The similarities between section 912A of the Corporations Act and section 47 of the National Consumer Credit Act 2009 aren’t just coincidental. These obligations articulate some legislative beliefs about the core standards that a financial services provider should meet.
If you’re an AFSL holder dreading the fact that you will have to overlay yet another regulatory regime over your operations in the form of an Australian Credit Licence, read through section 47 of the National Consumer Credit Protection Act 2009.
Then take a breath when you realise how familiar these are to you. In many ways you’re already there.
Below is an amalgam of some of the obligations set out in sections 912A and 47 that licensees must adhere to. It would pay to ask yourself, on an ongoing basis, whether your business:
- Is providing its financial services honestly and fairly?
- Has adequate resources to provide its services?
- Is maintaining the competence of its responsible managers, as well as its other representatives, to provide its services? Is everyone adequately trained to provide these services?
- Is well placed to deal with unsatisfied clients? And, given a worst-case scenario, does it have the resources and arrangements in place to compensate consumers found to have been negatively impacted by its operations?
- Has arrangements to identify and manage conflicts of interest?
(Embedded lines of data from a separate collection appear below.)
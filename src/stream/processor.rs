// Copyright 2026 The Chatbridge Project
// SPDX-License-Identifier: Apache-2.0

// Stream normalizer
//
// Drives raw upstream lines through classifier -> transcript -> emitter.
// Streaming mode runs on its own task and hands chunks to the caller over a
// bounded channel; complete mode folds the whole stream and sanitizes once.

use std::fmt::Display;
use std::sync::Arc;

use bytes::Bytes;
use tokio::sync::mpsc;
use tokio::time::{timeout_at, Duration, Instant};
use tokio_stream::wrappers::ReceiverStream;
use tokio_stream::{Stream, StreamExt};

use super::accumulator::Transcript;
use super::classifier::EventClassifier;
use super::emitter::ChunkEmitter;
use super::types::{Completion, OutputChunk, StreamError};
use crate::normalize::Sanitizer;

/// Output channel depth between the normalizer task and the HTTP body.
const CHANNEL_CAPACITY: usize = 64;

/// Per-request normalizer for upstream inference streams.
///
/// Holds only shared, read-only collaborators. All per-request state
/// (transcript, watermarks) lives inside `normalize_stream` /
/// `normalize_complete`, so one instance serves any number of concurrent
/// requests.
#[derive(Clone)]
pub struct StreamNormalizer {
    classifier: Arc<dyn EventClassifier>,
    sanitizer: Arc<dyn Sanitizer>,
    read_timeout: Duration,
}

impl StreamNormalizer {
    /// Create a new normalizer with injected dependencies.
    ///
    /// `read_timeout` bounds the total time spent reading one upstream
    /// stream, not the gap between lines.
    pub fn new(
        classifier: Arc<dyn EventClassifier>,
        sanitizer: Arc<dyn Sanitizer>,
        read_timeout: Duration,
    ) -> Self {
        Self {
            classifier,
            sanitizer,
            read_timeout,
        }
    }

    /// Normalize an upstream line stream into output chunks.
    ///
    /// The returned stream always starts with `OutputChunk::Role` and ends
    /// with exactly one `Terminal` or `Error` chunk. If the receiver is
    /// dropped (client disconnect) the task stops reading upstream.
    pub fn normalize_stream<S, E>(&self, lines: S, want_reasoning: bool) -> ReceiverStream<OutputChunk>
    where
        S: Stream<Item = Result<Bytes, E>> + Send + 'static,
        E: Display + Send + 'static,
    {
        let classifier = self.classifier.clone();
        let mut emitter = ChunkEmitter::new(self.sanitizer.clone(), want_reasoning);
        let read_timeout = self.read_timeout;

        let (tx, rx) = mpsc::channel::<OutputChunk>(CHANNEL_CAPACITY);

        tokio::spawn(async move {
            let mut lines = Box::pin(lines);
            let deadline = Instant::now() + read_timeout;
            let mut transcript = Transcript::new();

            if tx.send(OutputChunk::Role).await.is_err() {
                return;
            }

            let outcome = loop {
                let line = match timeout_at(deadline, lines.next()).await {
                    Err(_) => break Err(StreamError::Timeout(read_timeout)),
                    Ok(None) => break Ok(()),
                    Ok(Some(Err(e))) => break Err(StreamError::Upstream(e.to_string())),
                    Ok(Some(Ok(line))) => line,
                };

                for fragment in classifier.classify(&line) {
                    transcript.apply(&fragment);
                    for chunk in emitter.emit(&transcript) {
                        if tx.send(chunk).await.is_err() {
                            tracing::debug!("client disconnected, stopping upstream read");
                            return;
                        }
                    }
                }
            };

            let last = match outcome {
                Ok(()) => {
                    tracing::debug!(
                        answer_len = transcript.answer().len(),
                        reasoning_len = transcript.reasoning().len(),
                        "upstream stream finished"
                    );
                    OutputChunk::Terminal
                }
                Err(e) => {
                    tracing::error!(error = %e, "upstream stream ended abnormally");
                    OutputChunk::Error(e.to_string())
                }
            };
            let _ = tx.send(last).await;
        });

        ReceiverStream::new(rx)
    }

    /// Run the same pipeline to completion with no per-round emission.
    ///
    /// Returns the sanitized answer and the accumulated reasoning. Any line
    /// source failure or timeout fails the whole call.
    pub async fn normalize_complete<S, E>(
        &self,
        lines: S,
        want_reasoning: bool,
    ) -> Result<Completion, StreamError>
    where
        S: Stream<Item = Result<Bytes, E>>,
        E: Display,
    {
        let mut lines = std::pin::pin!(lines);
        let deadline = Instant::now() + self.read_timeout;
        let mut transcript = Transcript::new();

        loop {
            match timeout_at(deadline, lines.next()).await {
                Err(_) => return Err(StreamError::Timeout(self.read_timeout)),
                Ok(None) => break,
                Ok(Some(Err(e))) => return Err(StreamError::Upstream(e.to_string())),
                Ok(Some(Ok(line))) => {
                    for fragment in self.classifier.classify(&line) {
                        transcript.apply(&fragment);
                    }
                }
            }
        }

        let answer = self.sanitizer.sanitize(transcript.answer(), !want_reasoning);
        if answer.is_empty() {
            tracing::warn!("upstream returned no answer content");
        }

        Ok(Completion {
            answer,
            reasoning: transcript.reasoning().to_string(),
        })
    }
}
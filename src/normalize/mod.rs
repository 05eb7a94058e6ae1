// Copyright 2026 The Chatbridge Project
// SPDX-License-Identifier: Apache-2.0

// Text transforms applied to upstream answer text.
//
// Both transforms are pure: no I/O, no shared mutable state. The sanitizer is
// idempotent, which the chunk emitter depends on because it re-sanitizes the
// already-emitted prefix on every round.

mod reasoning;
mod sanitizer;

pub use reasoning::extract_reasoning;
pub use sanitizer::ArtifactSanitizer;

// ---------------------------------------------------------------------------
// Trait: Sanitizer
// ---------------------------------------------------------------------------

/// Pure answer-text sanitizer. Implementations must be Send + Sync so one
/// instance can be shared by every in-flight request.
pub trait Sanitizer: Send + Sync {
    /// Remove upstream artifacts from `text`. When `strip_reasoning_artifacts`
    /// is true, leaked-reasoning preambles are removed as well.
    ///
    /// The result must be idempotent:
    /// `sanitize(sanitize(x, f), f) == sanitize(x, f)` for all `x` and `f`.
    fn sanitize(&self, text: &str, strip_reasoning_artifacts: bool) -> String;
}
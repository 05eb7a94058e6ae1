// Copyright 2026 The Chatbridge Project
// SPDX-License-Identifier: Apache-2.0

// Upstream conversational service
//
// Two collaborators sit at this boundary: a session provider that creates a
// conversation thread, and a transport that posts an inference transcript
// and yields the response body as raw NDJSON lines. Both are traits so the
// HTTP handlers can be tested against in-memory fakes.

mod client;
mod payload;

use std::pin::Pin;

use async_trait::async_trait;
use bytes::Bytes;
use futures_util::Stream;

pub use client::{ReqwestUpstreamClient, USER_AGENT};
pub use payload::{build_inference_payload, build_thread_payload, normalize_block_id, InferenceParams};

/// Raw NDJSON lines from an inference response, produced lazily.
pub type LineStream = Pin<Box<dyn Stream<Item = Result<Bytes, UpstreamError>> + Send>>;

// ---------------------------------------------------------------------------
// Errors
// ---------------------------------------------------------------------------

#[derive(Debug, Clone, PartialEq, Eq, thiserror::Error)]
pub enum UpstreamError {
    /// The upstream rejected our credentials (HTTP 401).
    #[error("upstream authentication failed: {0}")]
    Authentication(String),

    /// The upstream is throttling us (HTTP 429).
    #[error("upstream rate limit exceeded: {0}")]
    RateLimit(String),

    /// The upstream answered with another non-success status.
    #[error("upstream request failed with HTTP {status}: {message}")]
    Request { status: u16, message: String },

    /// Network or protocol failure before or during the response body.
    #[error("upstream transport error: {0}")]
    Transport(String),

    /// No response within the configured bound.
    #[error("upstream request timed out: {0}")]
    Timeout(String),
}

// ---------------------------------------------------------------------------
// Thread kinds
// ---------------------------------------------------------------------------

/// Conversation thread flavor, chosen from the backend model family.
#[derive(Debug, Clone, Copy, PartialEq, Eq)]
pub enum ThreadKind {
    /// Direct-snapshot chat threads used by `vertex-` backends.
    MarkdownChat,
    /// Patch-streaming workflow threads used by every other backend.
    Workflow,
}

impl ThreadKind {
    pub fn for_backend(backend: &str) -> Self {
        if backend.starts_with("vertex-") {
            ThreadKind::MarkdownChat
        } else {
            ThreadKind::Workflow
        }
    }

    pub fn as_str(self) -> &'static str {
        match self {
            ThreadKind::MarkdownChat => "markdown-chat",
            ThreadKind::Workflow => "workflow",
        }
    }
}

// ---------------------------------------------------------------------------
// Collaborator traits
// ---------------------------------------------------------------------------

/// Creates conversation threads on the upstream.
#[async_trait]
pub trait SessionProvider: Send + Sync {
    /// Create a new thread of the given kind and return its id.
    async fn create_thread(&self, kind: ThreadKind) -> Result<String, UpstreamError>;
}

/// Posts an inference transcript and streams back the response lines.
#[async_trait]
pub trait Transport: Send + Sync {
    /// Fails before any line is produced on connection errors and on
    /// authentication, rate-limit or other non-success statuses. Failures
    /// after that surface as an `Err` item in the returned stream.
    async fn post_streaming(&self, payload: serde_json::Value) -> Result<LineStream, UpstreamError>;
}
// Copyright 2026 The Chatbridge Project
// SPDX-License-Identifier: Apache-2.0

use std::time::Duration;

use sha2::{Digest, Sha256};

use super::defaults::{
    default_leak_patterns, default_models, DEFAULT_BASE_URL, DEFAULT_CLIENT_VERSION,
    DEFAULT_MODEL, DEFAULT_OWNED_BY, DEFAULT_PORT, DEFAULT_REQUESTS_PER_MINUTE,
    DEFAULT_REQUEST_TIMEOUT_SECS, DEFAULT_STREAM_READ_TIMEOUT_SECS, DEFAULT_THREAD_TIMEOUT_SECS,
    DEFAULT_TIMEZONE,
};
use super::error::ConfigError;
use super::interpolation::resolve_optional;
use super::pattern::CompiledPattern;
use super::raw;
use super::source::ConfigSource;
use super::types::*;

/// Load and validate a chatbridge config from the given source.
///
/// Steps:
/// 1. Read raw YAML from source
/// 2. Compute SHA256 config hash
/// 3. Parse YAML into raw deserialization types
/// 4. Validate version and required fields
/// 5. Resolve `${VAR}` interpolation in credential fields
/// 6. Compile leak-phrase patterns (defaults first, then user patterns)
/// 7. Build typed Config struct
pub fn load_config(source: &dyn ConfigSource) -> Result<Config, ConfigError> {
    let raw_yaml = source.load()?;
    let config_hash = compute_hash(&raw_yaml);

    let raw: raw::RawConfig = serde_yaml::from_str(&raw_yaml)?;

    if raw.chatbridge != "v1" {
        return Err(ConfigError::Validation(format!(
            "unsupported config version \"{}\", expected \"v1\"",
            raw.chatbridge
        )));
    }

    let server = build_server_config(raw.server)?;
    let upstream = build_upstream_config(raw.upstream)?;
    let models = build_models_config(raw.models)?;
    let rate_limit = build_rate_limit_config(raw.rate_limit)?;
    let sanitizer = build_sanitizer_config(raw.sanitizer)?;

    Ok(Config {
        server,
        upstream,
        models,
        rate_limit,
        sanitizer,
        environment: raw.environment.unwrap_or_default(),
        config_hash,
    })
}

pub fn compute_hash(raw_yaml: &str) -> String {
    let mut hasher = Sha256::new();
    hasher.update(raw_yaml.as_bytes());
    let hash = hasher.finalize();
    format!("sha256:{:x}", hash)
}

fn build_server_config(raw: Option<raw::RawServerConfig>) -> Result<ServerConfig, ConfigError> {
    let Some(raw) = raw else {
        return Ok(ServerConfig {
            host: "127.0.0.1".to_string(),
            port: DEFAULT_PORT,
            api_master_key: None,
        });
    };

    Ok(ServerConfig {
        host: raw.host.unwrap_or_else(|| "127.0.0.1".to_string()),
        port: raw.port.unwrap_or(DEFAULT_PORT),
        api_master_key: resolve_optional(raw.api_master_key.as_deref())?,
    })
}

fn build_upstream_config(raw: raw::RawUpstreamConfig) -> Result<UpstreamConfig, ConfigError> {
    let cookie = required_field("upstream.cookie", raw.cookie.as_deref())?;
    let space_id = required_field("upstream.space_id", raw.space_id.as_deref())?;
    let user_id = required_field("upstream.user_id", raw.user_id.as_deref())?;

    let base_url = resolve_optional(raw.base_url.as_deref())?
        .unwrap_or_else(|| DEFAULT_BASE_URL.to_string())
        .trim_end_matches('/')
        .to_string();

    Ok(UpstreamConfig {
        base_url,
        cookie,
        space_id,
        user_id,
        user_name: resolve_optional(raw.user_name.as_deref())?,
        user_email: resolve_optional(raw.user_email.as_deref())?,
        block_id: resolve_optional(raw.block_id.as_deref())?.filter(|b| !b.trim().is_empty()),
        client_version: resolve_optional(raw.client_version.as_deref())?
            .unwrap_or_else(|| DEFAULT_CLIENT_VERSION.to_string()),
        timezone: raw.timezone.unwrap_or_else(|| DEFAULT_TIMEZONE.to_string()),
        request_timeout: timeout_secs(
            "upstream.request_timeout_secs",
            raw.request_timeout_secs,
            DEFAULT_REQUEST_TIMEOUT_SECS,
        )?,
        stream_read_timeout: timeout_secs(
            "upstream.stream_read_timeout_secs",
            raw.stream_read_timeout_secs,
            DEFAULT_STREAM_READ_TIMEOUT_SECS,
        )?,
        thread_timeout: timeout_secs(
            "upstream.thread_timeout_secs",
            raw.thread_timeout_secs,
            DEFAULT_THREAD_TIMEOUT_SECS,
        )?,
    })
}

fn build_models_config(raw: Option<raw::RawModelsConfig>) -> Result<ModelsConfig, ConfigError> {
    let (default_model, available, owned_by) = match raw {
        None => (None, default_models(), None),
        Some(r) => {
            let available = if r.available.is_empty() {
                default_models()
            } else {
                r.available
                    .into_iter()
                    .map(|m| ModelConfig {
                        name: m.name,
                        backend: m.backend,
                    })
                    .collect()
            };
            (r.default, available, r.owned_by)
        }
    };

    let default_model = default_model.unwrap_or_else(|| {
        if available.iter().any(|m| m.name == DEFAULT_MODEL) {
            DEFAULT_MODEL.to_string()
        } else {
            available[0].name.clone()
        }
    });

    if !available.iter().any(|m| m.name == default_model) {
        return Err(ConfigError::Validation(format!(
            "models.default \"{default_model}\" is not listed in models.available"
        )));
    }

    for (i, m) in available.iter().enumerate() {
        if m.name.trim().is_empty() || m.backend.trim().is_empty() {
            return Err(ConfigError::Validation(format!(
                "models.available[{i}] must have a non-empty name and backend"
            )));
        }
        if available[..i].iter().any(|other| other.name == m.name) {
            return Err(ConfigError::Validation(format!(
                "duplicate model name \"{}\" in models.available",
                m.name
            )));
        }
    }

    Ok(ModelsConfig {
        default_model,
        available,
        owned_by: owned_by.unwrap_or_else(|| DEFAULT_OWNED_BY.to_string()),
    })
}

fn build_rate_limit_config(
    raw: Option<raw::RawRateLimitConfig>,
) -> Result<RateLimitConfig, ConfigError> {
    let Some(raw) = raw else {
        return Ok(RateLimitConfig::default());
    };

    let requests_per_minute = raw
        .requests_per_minute
        .unwrap_or(DEFAULT_REQUESTS_PER_MINUTE);
    if raw.enabled && requests_per_minute == 0 {
        return Err(ConfigError::Validation(
            "rate_limit.requests_per_minute must be greater than 0".to_string(),
        ));
    }

    Ok(RateLimitConfig {
        enabled: raw.enabled,
        requests_per_minute,
    })
}

fn build_sanitizer_config(
    raw: Option<raw::RawSanitizerConfig>,
) -> Result<SanitizerConfig, ConfigError> {
    let (use_defaults, user_patterns) = match raw {
        Some(r) => (r.use_default_leak_patterns != Some(false), r.leak_patterns),
        None => (true, Vec::new()),
    };

    let mut leak_patterns = if use_defaults {
        default_leak_patterns()
    } else {
        Vec::new()
    };

    let user = user_patterns
        .iter()
        .map(|p| CompiledPattern::compile(p))
        .collect::<Result<Vec<_>, _>>()?;
    leak_patterns.extend(user);

    Ok(SanitizerConfig { leak_patterns })
}

fn required_field(name: &str, value: Option<&str>) -> Result<String, ConfigError> {
    let resolved = resolve_optional(value)?.unwrap_or_default();
    if resolved.trim().is_empty() {
        return Err(ConfigError::Validation(format!(
            "{name} is required and must not be empty"
        )));
    }
    Ok(resolved.trim().to_string())
}

fn timeout_secs(name: &str, value: Option<u64>, default: u64) -> Result<Duration, ConfigError> {
    match value {
        Some(0) => Err(ConfigError::Validation(format!(
            "{name} must be greater than 0"
        ))),
        Some(secs) => Ok(Duration::from_secs(secs)),
        None => Ok(Duration::from_secs(default)),
    }
}

/// Build the `Cookie` header value from the configured cookie. A bare token
/// becomes `token_v2=<token>`; a value that already looks like a cookie
/// string is passed through.
pub fn cookie_header(cookie: &str) -> String {
    if cookie.contains('=') {
        cookie.to_string()
    } else {
        format!("token_v2={cookie}")
    }
}
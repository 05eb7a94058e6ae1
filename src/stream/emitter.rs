// Copyright 2026 The Chatbridge Project
// SPDX-License-Identifier: Apache-2.0

use std::sync::Arc;

use super::accumulator::Transcript;
use super::types::OutputChunk;
use crate::normalize::Sanitizer;

/// Turns transcript growth into strictly incremental output chunks.
///
/// Content is emitted by re-sanitizing the whole raw answer and the prefix
/// that was already accounted for, then sending only the difference of the
/// two clean strings. Leak patterns are anchored and may span fragment
/// boundaries, so sanitizing raw deltas on their own would mis-strip.
pub struct ChunkEmitter {
    sanitizer: Arc<dyn Sanitizer>,
    want_reasoning: bool,
    /// Raw answer length (bytes) already accounted for.
    watermark: usize,
    reasoning_sent: bool,
}

impl ChunkEmitter {
    pub fn new(sanitizer: Arc<dyn Sanitizer>, want_reasoning: bool) -> Self {
        Self {
            sanitizer,
            want_reasoning,
            watermark: 0,
            reasoning_sent: false,
        }
    }

    /// Leak phrases are stripped only when reasoning is not surfaced.
    fn strip_reasoning_artifacts(&self) -> bool {
        !self.want_reasoning
    }

    /// Chunks made available by the latest `Transcript::apply`, in order:
    /// the reasoning block (once), then a content delta.
    pub fn emit(&mut self, transcript: &Transcript) -> Vec<OutputChunk> {
        let mut chunks = Vec::new();

        if self.want_reasoning && !self.reasoning_sent && !transcript.reasoning().is_empty() {
            chunks.push(OutputChunk::Reasoning(transcript.reasoning().to_string()));
            self.reasoning_sent = true;
            tracing::debug!(len = transcript.reasoning().len(), "emitting reasoning block");
        }

        if let Some(delta) = self.next_delta(transcript.answer()) {
            chunks.push(OutputChunk::Delta(delta));
        }

        chunks
    }

    fn next_delta(&mut self, raw: &str) -> Option<String> {
        // A shrinking Final snapshot lands here until the raw answer grows
        // past the old watermark again.
        if raw.len() <= self.watermark {
            return None;
        }

        let strip = self.strip_reasoning_artifacts();
        let clean_full = self.sanitizer.sanitize(raw, strip);
        let sent_end = floor_char_boundary(raw, self.watermark);
        let clean_sent = self.sanitizer.sanitize(&raw[..sent_end], strip);

        self.watermark = raw.len();

        if clean_full.len() <= clean_sent.len() {
            return None;
        }
        let start = floor_char_boundary(&clean_full, clean_sent.len());
        Some(clean_full[start..].to_string())
    }

    pub fn watermark(&self) -> usize {
        self.watermark
    }

    pub fn reasoning_sent(&self) -> bool {
        self.reasoning_sent
    }
}

/// Largest index `<= index` that falls on a char boundary of `s`.
fn floor_char_boundary(s: &str, index: usize) -> usize {
    if index >= s.len() {
        return s.len();
    }
    let mut i = index;
    while !s.is_char_boundary(i) {
        i -= 1;
    }
    i
}
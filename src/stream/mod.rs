// Copyright 2026 The Chatbridge Project
// SPDX-License-Identifier: Apache-2.0

// Streaming response normalizer
//
// Responsibilities:
// - Decode upstream NDJSON lines in three shapes (direct snapshot, patch
//   stream, record snapshot map) into typed fragments
// - Fold fragments into a running answer and reasoning trace
// - Re-sanitize the full answer every round and emit only the new clean text
// - Emit the reasoning block at most once, when requested
// - Frame output as chat-completion chunks: role first, terminal last

mod accumulator;
mod classifier;
mod emitter;
mod lines;
mod processor;
mod types;
mod wire;

pub use accumulator::Transcript;
pub use classifier::{EventClassifier, NdjsonClassifier};
pub use emitter::ChunkEmitter;
pub use lines::{ndjson_lines, LineSplitter};
pub use processor::StreamNormalizer;
pub use types::{Completion, Fragment, FragmentKind, OutputChunk, StreamError};
pub use wire::{SseEncoder, DONE_EVENT};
Are these arrangements adequate?
- Has systems for managing risk? Are they adequate?
- Complies with the conditions of its AFSL and the financial services legislation that impacts it? Does it take reasonable steps to ensure that its representatives do the same?
Many people would respond affirmatively to these questions and say that they are just good business sense. An Australian financial services licensee is legally required to do these things, which means that you could say you’re legally obliged to run a tight ship.
An interesting obligation that I have left out of the list above is that you need to run your business efficiently. It means that your compliance function shouldn’t operate as a ‘business prevention unit’. More broadly, it means that you’re obliged to operate your business so that you get the most out of what you put in.
Efficiency is a key theme in both the Corporations Act and the ASIC Act. You may be interested to know that ASIC does not escape this obligation either. Paragraphs 1(2)(a) and (d) of the ASIC Act requires that ASIC must strive to:
- “maintain, facilitate and improve the performance of the financial system and the entities within that system in the interests of commercial certainty, reducing business costs and the efficiency and development of the economy”; and
- “administer the laws that confer functions and powers on it effectively and with a minimum of procedural requirements”.
Another interesting insight is that principles of efficiency, honesty and fairness are key considerations in a great deal of the Financial Ombudsman Service’s determinations and adjudications.
The ‘commandments’ set out in the bullet points above have been formalised in regulations and Australian or international standards, and have been expanded on in ASIC Regulatory Guides and elsewhere.
Arguably, if you are looking after other people’s money — and all that it represents — this isn’t such a bad thing. Additionally, specific guidance in relation to these business principles can work in your favour. Many industries don’t get this explicit guidance.
Maybe the legislation doesn’t address everything. Perhaps there are areas that it is blind to, and maybe even legislative requirements that offend what you believe are the ‘commandments’ of providing financial services.
I encourage you to reflect on these key commandments and how your business matches up to these standards. And of course, consider what other commandments you expect your business, and perhaps those of others in the industry, to adhere to?
Sonnie Bailey is a lawyer with law firm Holley Nethercote.